Il a fait très chaud en juillet, et comme nous n’avions aucun moyen de faire la vaisselle ou de prendre une douche, nous avons décidé de repartir. La maison est située dans un petit village, où tout le monde se connait plus ou moins, et ma femme a également fait partie du conseil municipal lorsqu’elle habitait sur place. Sur le chemin, nous soles passés devant la mairie, devant laquelle se tenait le maire avec plusieurs autres personnes. Nous nous sommes arrêtés pour dire bonjour, et leur avons raconté notre histoire stupide. «Vous payez vos factures ?» , a demandé le maire, «c’est fou qu’ils vous aient coupé l’eau. Ne vous en faites pas, j’ai la clef qui ouvre la vanne. Attendez-moi, je vais vous l’ouvrir». Quelques minutes plus tard, il revenait avec une de ces grandes clefs en forme de T, et l’eau coula à nouveau…

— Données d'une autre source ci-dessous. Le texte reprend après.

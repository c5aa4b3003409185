//! Kernel-mediated file-to-socket copy via `sendfile(2)`.
//!
//! Linux and Android only. Elsewhere [`ZeroCopy`] always reports
//! [`CopyError::DescriptorUnavailable`] and [`zero_copy_supported`] is
//! false, so selection falls back to a staged copy. [`verify_zero_copy`]
//! checks at runtime that the compiled-in path actually works.

#[cfg(any(target_os = "linux", target_os = "android"))]
use std::io::Write;

#[cfg(any(target_os = "linux", target_os = "android"))]
use tracing::trace;
#[cfg(any(target_os = "linux", target_os = "android"))]
use xferprims_transport::{Descriptor, Endpoint};

use crate::error::{CopyError, Result};
use crate::strategy::{CopyStrategy, Sink, Source};

/// Largest count passed to a single `sendfile` call.
///
/// Matches the kernel's own per-call cap (`MAX_RW_COUNT`).
#[cfg(any(target_os = "linux", target_os = "android"))]
const SENDFILE_CHUNK_SIZE: usize = 0x7fff_f000;

/// Whether this build can use the zero-copy path at all.
pub fn zero_copy_supported() -> bool {
    cfg!(any(target_os = "linux", target_os = "android"))
}

/// Bytes pushed through the kernel path by [`verify_zero_copy`].
#[cfg(any(target_os = "linux", target_os = "android"))]
const SELF_TEST_PAYLOAD: &[u8] = b"xferprims zero-copy self-test";

/// Run one real `sendfile` from a scratch file into a socket pair.
///
/// [`zero_copy_supported`] only says the path was compiled in; this says
/// the running kernel and temp filesystem accept it. The scratch file is
/// created in the system temp directory and unlinked as soon as it is open.
#[cfg(any(target_os = "linux", target_os = "android"))]
pub fn verify_zero_copy() -> Result<()> {
    use std::fs::OpenOptions;
    use std::io::{ErrorKind, Read, Seek, SeekFrom};
    use std::os::unix::net::UnixStream;
    use std::sync::atomic::{AtomicU64, Ordering};

    static SCRATCH_SEQ: AtomicU64 = AtomicU64::new(0);

    let path = std::env::temp_dir().join(format!(
        ".xferprims-zero-copy-{}-{}",
        std::process::id(),
        SCRATCH_SEQ.fetch_add(1, Ordering::Relaxed)
    ));
    let mut file = OpenOptions::new()
        .create_new(true)
        .read(true)
        .write(true)
        .open(&path)?;
    let _ = std::fs::remove_file(&path);
    file.write_all(SELF_TEST_PAYLOAD)?;
    file.seek(SeekFrom::Start(0))?;

    let (mut left, mut right) = UnixStream::pair()?;
    ZeroCopy.copy_exact(&mut left, &mut file, SELF_TEST_PAYLOAD.len() as u64)?;
    drop(left);

    let mut echoed = Vec::with_capacity(SELF_TEST_PAYLOAD.len());
    right.read_to_end(&mut echoed)?;
    if echoed != SELF_TEST_PAYLOAD {
        return Err(CopyError::Io(std::io::Error::new(
            ErrorKind::InvalidData,
            "zero-copy self-test delivered different bytes",
        )));
    }

    trace!("zero-copy self-test passed");
    Ok(())
}

#[cfg(not(any(target_os = "linux", target_os = "android")))]
pub fn verify_zero_copy() -> Result<()> {
    Err(CopyError::DescriptorUnavailable { side: "platform" })
}

/// Moves file bytes straight into a socket without staging them in
/// process memory.
///
/// Requires a file-backed source and a socket-backed destination. Reads
/// from, and advances, the source's current file position.
#[derive(Debug, Clone, Copy, Default)]
pub struct ZeroCopy;

impl CopyStrategy for ZeroCopy {
    fn name(&self) -> &'static str {
        "zero-copy"
    }

    #[cfg(any(target_os = "linux", target_os = "android"))]
    fn copy_exact(&self, dst: &mut dyn Sink, src: &mut dyn Source, n: u64) -> Result<u64> {
        let src_fd = match src.descriptor() {
            Descriptor::File(fd) => fd,
            _ => return Err(CopyError::DescriptorUnavailable { side: "source" }),
        };
        let dst_fd = match dst.descriptor() {
            Descriptor::Socket(fd) => fd,
            _ => return Err(CopyError::DescriptorUnavailable { side: "destination" }),
        };

        // Anything the sink still buffers must reach the socket before the payload.
        dst.flush()?;
        trace!(n, src_fd, dst_fd, "sendfile copy");
        sendfile_exact(dst_fd, src_fd, n)
    }

    #[cfg(not(any(target_os = "linux", target_os = "android")))]
    fn copy_exact(&self, _dst: &mut dyn Sink, _src: &mut dyn Source, _n: u64) -> Result<u64> {
        Err(CopyError::DescriptorUnavailable { side: "platform" })
    }
}

#[cfg(any(target_os = "linux", target_os = "android"))]
fn sendfile_exact(dst_fd: std::os::fd::RawFd, src_fd: std::os::fd::RawFd, n: u64) -> Result<u64> {
    let mut sent = 0u64;

    while sent < n {
        let chunk = (n - sent).min(SENDFILE_CHUNK_SIZE as u64) as usize;
        // SAFETY: both descriptors come from endpoints the caller holds mutable
        // borrows of, so they stay open for the duration of the call. A null
        // offset pointer makes the kernel use and advance the file position.
        let rc = unsafe { libc::sendfile(dst_fd, src_fd, std::ptr::null_mut(), chunk) };

        if rc < 0 {
            let err = std::io::Error::last_os_error();
            if err.kind() == std::io::ErrorKind::Interrupted {
                continue;
            }
            if sent == 0 && is_rejection(&err) {
                return Err(CopyError::ZeroCopyRejected(err));
            }
            return Err(CopyError::Io(err));
        }
        if rc == 0 {
            return Err(CopyError::Truncated {
                expected: n,
                copied: sent,
            });
        }

        sent += rc as u64;
    }

    Ok(sent)
}

/// Errors meaning "this pair of descriptors cannot use sendfile", as opposed
/// to a failure of the transfer itself.
#[cfg(any(target_os = "linux", target_os = "android"))]
fn is_rejection(err: &std::io::Error) -> bool {
    matches!(
        err.raw_os_error(),
        Some(libc::EINVAL) | Some(libc::ENOSYS) | Some(libc::EOPNOTSUPP)
    )
}

#[cfg(all(test, any(target_os = "linux", target_os = "android")))]
mod tests {
    use std::io::{Read, Seek, SeekFrom};
    use std::os::unix::net::UnixStream;

    use super::*;

    fn temp_file_with(content: &[u8]) -> std::fs::File {
        let mut file = tempfile::tempfile().unwrap();
        file.write_all(content).unwrap();
        file.seek(SeekFrom::Start(0)).unwrap();
        file
    }

    fn drain(mut stream: UnixStream) -> std::thread::JoinHandle<Vec<u8>> {
        std::thread::spawn(move || {
            let mut out = Vec::new();
            stream.read_to_end(&mut out).unwrap();
            out
        })
    }

    #[test]
    fn sends_file_into_socket() {
        let content: Vec<u8> = (0..512 * 1024).map(|i| (i % 253) as u8).collect();
        let mut file = temp_file_with(&content);
        let (mut left, right) = UnixStream::pair().unwrap();
        let reader = drain(right);

        let sent = ZeroCopy
            .copy_exact(&mut left, &mut file, content.len() as u64)
            .unwrap();
        drop(left);

        assert_eq!(sent, content.len() as u64);
        assert_eq!(reader.join().unwrap(), content);
    }

    #[test]
    fn advances_file_position() {
        let mut file = temp_file_with(b"headtail");
        let (mut left, right) = UnixStream::pair().unwrap();
        let reader = drain(right);

        ZeroCopy.copy_exact(&mut left, &mut file, 4).unwrap();
        drop(left);

        assert_eq!(file.stream_position().unwrap(), 4);
        assert_eq!(reader.join().unwrap(), b"head");
    }

    #[test]
    fn short_file_is_truncated() {
        let mut file = temp_file_with(b"tiny");
        let (mut left, _right) = UnixStream::pair().unwrap();

        let err = ZeroCopy.copy_exact(&mut left, &mut file, 10).unwrap_err();
        assert!(matches!(
            err,
            CopyError::Truncated {
                expected: 10,
                copied: 4
            }
        ));
    }

    #[test]
    fn in_memory_destination_is_unavailable() {
        let mut file = temp_file_with(b"data");
        let mut dst = Vec::new();

        let err = ZeroCopy.copy_exact(&mut dst, &mut file, 4).unwrap_err();
        assert!(matches!(
            err,
            CopyError::DescriptorUnavailable {
                side: "destination"
            }
        ));
    }

    #[test]
    fn in_memory_source_is_unavailable() {
        let mut src = std::io::Cursor::new(b"data".to_vec());
        let (mut left, _right) = UnixStream::pair().unwrap();

        let err = ZeroCopy.copy_exact(&mut left, &mut src, 4).unwrap_err();
        assert!(matches!(
            err,
            CopyError::DescriptorUnavailable { side: "source" }
        ));
    }

    #[test]
    fn self_test_passes_on_supported_kernel() {
        verify_zero_copy().unwrap();
    }

    #[test]
    fn zero_length_is_noop() {
        let mut file = temp_file_with(b"");
        let (mut left, _right) = UnixStream::pair().unwrap();
        assert_eq!(ZeroCopy.copy_exact(&mut left, &mut file, 0).unwrap(), 0);
    }
}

Cette vague qu’on appelle la vie
Cette petite histoire illustre parfaitement, je pense, le monde d’aujourd’hui et l’environnement dans lequel nous vivons. D’un côté, les entreprises, grêlées par des procédures rigides et des processus abstraits, ont perdu contact avec les comportements, les besoins et les attentes de leurs clients. De l’autre côté, nous nous organisons de plus en plus en réseaux locaux informels, afin de suppléer aux déficiences structurelles des organisations supposées nous fournir les services de base dont nous dépendons (pensez aux banques, aux fournisseurs d’énergie,, aux télécoms, a l’immobilier, aux transports; pensez aux gouvernements et aux services publics; pensez au dernier cauchemar traversé en contactant un service client). Nous nous connectons, nous interagissons, partageons, empruntons, nous aidons les uns les autres en fonction de nos compétence et de notre bonne volonté. Les communautés locales sont le nouvel eldorado, comme vient de commenter Jon Husband sur Facebook. Elles sont notre réponse a l’incertitude et à la complexité du monde dans lequel nous vivons. En fait, elles l’ont toujours été. Depuis des temps immémoriaux, les êtres humains se sont rassemblés en tribus pour survivre dans des environnements hostiles. Même si les médias sociaux ajoutent une dimension globale, instantanée, a notre besoin d’appartenance, ils ne représentent que l’écume d’un phénomène profond et bouillonnant: une vague que l’on appelle la vie.
Beaucoup d’entreprises se sont développées dans un monde de certitude et de régularité qui ne correspond plus au nôtre. La plupart des comportements business continuent à se définir en fonction d’une ère de consommation standardisée et de croissance prévisible. Productivité, compétitivité, profitabilité, tous ces mots qui gouvernent l’univers corporate, ont un goût de linéarité qui ne correspond plus à notre âge de demain-est-vraiment-un-autre-jour. Aveuglées par leur propre survie, beaucoup d’entreprises ont perdu contact avec le monde réel, et le fossé s’agrandit entre la manière dont elles opèrent et celle dont leurs clients vivent. Ce n’est pas uniquement une tromperie su tutelle, mais aussi un suicide économique. Des millions, si ce n’est des milliards, sont gaspillés tous les jours en procédures inutiles et insensées; dans ma petite histoire, nous avons été facturés pour l’intervention du technicien venu fermer la vanne, mais l’amende ne suffisait pas a couvrir le temps passé (il a certainement passé du temps a chercher la vanne, cachée par la végétation), l’essence consommée et l’amortissement de son véhicule, c’était typiquement une situation perdant-perdant.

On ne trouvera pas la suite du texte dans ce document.